Newson T, Cerio R, Leigh I, Jaywardhene D
Department of Paediatrics, Royal Children's Hospital, Flemington Road, Parkville, Victoria, 3052 Australia.
Pediatr Surg Int. 1998 Jul;13(5-6):447-8. doi: 10.1007/s003830050366.

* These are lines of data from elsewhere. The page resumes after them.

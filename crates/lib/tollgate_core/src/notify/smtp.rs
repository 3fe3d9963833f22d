//! SMTP delivery via lettre.

use std::time::Duration;

use async_trait::async_trait;
use lettre::message::Mailbox;
use lettre::message::header::ContentType;
use lettre::transport::smtp::authentication::Credentials;
use lettre::{Message, SmtpTransport, Transport};
use serde::Deserialize;
use tracing::debug;

use super::{Notifier, NotifyError};
use crate::config::FieldError;

/// SMTP connect/send timeout.
const SMTP_TIMEOUT: Duration = Duration::from_secs(10);

/// Mailer settings (`mailer` section of the config file).
#[derive(Debug, Clone, Default, Deserialize)]
pub struct MailerConfig {
    #[serde(default)]
    pub smtp_address: String,
    #[serde(default)]
    pub smtp_port: u16,
    #[serde(default)]
    pub author_name: String,
    #[serde(default)]
    pub author_pwd: String,
    /// Recipient of security warnings; defaults to `author_name`.
    #[serde(default)]
    pub notify_address: Option<String>,
}

impl MailerConfig {
    /// Check required fields.
    pub fn validate(&self) -> Result<(), FieldError> {
        if self.smtp_address.is_empty() {
            return Err(FieldError::Missing("smtp_address"));
        }
        if self.smtp_port == 0 {
            return Err(FieldError::Missing("smtp_port"));
        }
        if self.author_name.is_empty() {
            return Err(FieldError::Missing("author_name"));
        }
        if self.author_pwd.is_empty() {
            return Err(FieldError::Missing("author_pwd"));
        }
        Ok(())
    }

    /// Address warnings are sent to.
    pub fn recipient(&self) -> &str {
        self.notify_address
            .as_deref()
            .filter(|a| !a.is_empty())
            .unwrap_or(&self.author_name)
    }
}

/// Authenticated SMTP relay client.
#[derive(Clone)]
pub struct SmtpMailer {
    transport: SmtpTransport,
}

impl SmtpMailer {
    pub fn new(config: &MailerConfig) -> Result<Self, NotifyError> {
        let transport = SmtpTransport::relay(&config.smtp_address)?
            .port(config.smtp_port)
            .credentials(Credentials::new(
                config.author_name.clone(),
                config.author_pwd.clone(),
            ))
            .timeout(Some(SMTP_TIMEOUT))
            .build();
        Ok(Self { transport })
    }
}

#[async_trait]
impl Notifier for SmtpMailer {
    async fn send_mail(
        &self,
        from: &str,
        to: &str,
        subject: &str,
        body: &str,
    ) -> Result<(), NotifyError> {
        let message = Message::builder()
            .from(from.parse::<Mailbox>()?)
            .to(to.parse::<Mailbox>()?)
            .subject(subject)
            .header(ContentType::TEXT_PLAIN)
            .body(body.to_string())?;

        let transport = self.transport.clone();
        tokio::task::spawn_blocking(move || transport.send(&message)).await??;

        debug!(to, subject, "mail sent");
        Ok(())
    }
}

Infantile myofibromatosis (IM) is a distinct but rare clinicopathological entity occurring in neonates and infants. It probably represents a rare soft-tissue tumour made up of undifferentiated myofibroblasts. Its recognition is important since it can be mistaken for a malignancy when, in fact, it has a generally benign prognosis with spontaneous regression. We describe the first case of an infant with IM presenting with acute intussusception due to gastrointestinal as well as the typical skin involvement.
婴儿肌纤维瘤病(IM)是一种发生于新生儿和婴儿的独特但罕见的临床病理实体。它可能代表一种由未分化肌成纤维细胞组成的罕见软组织肿瘤。认识到这一点很重要,因为它在实际上预后通常良好且可自发消退的情况下,可能被误诊为恶性肿瘤。我们描述了首例因胃肠道受累以及典型皮肤受累而出现急性肠套叠的婴儿肌纤维瘤病病例。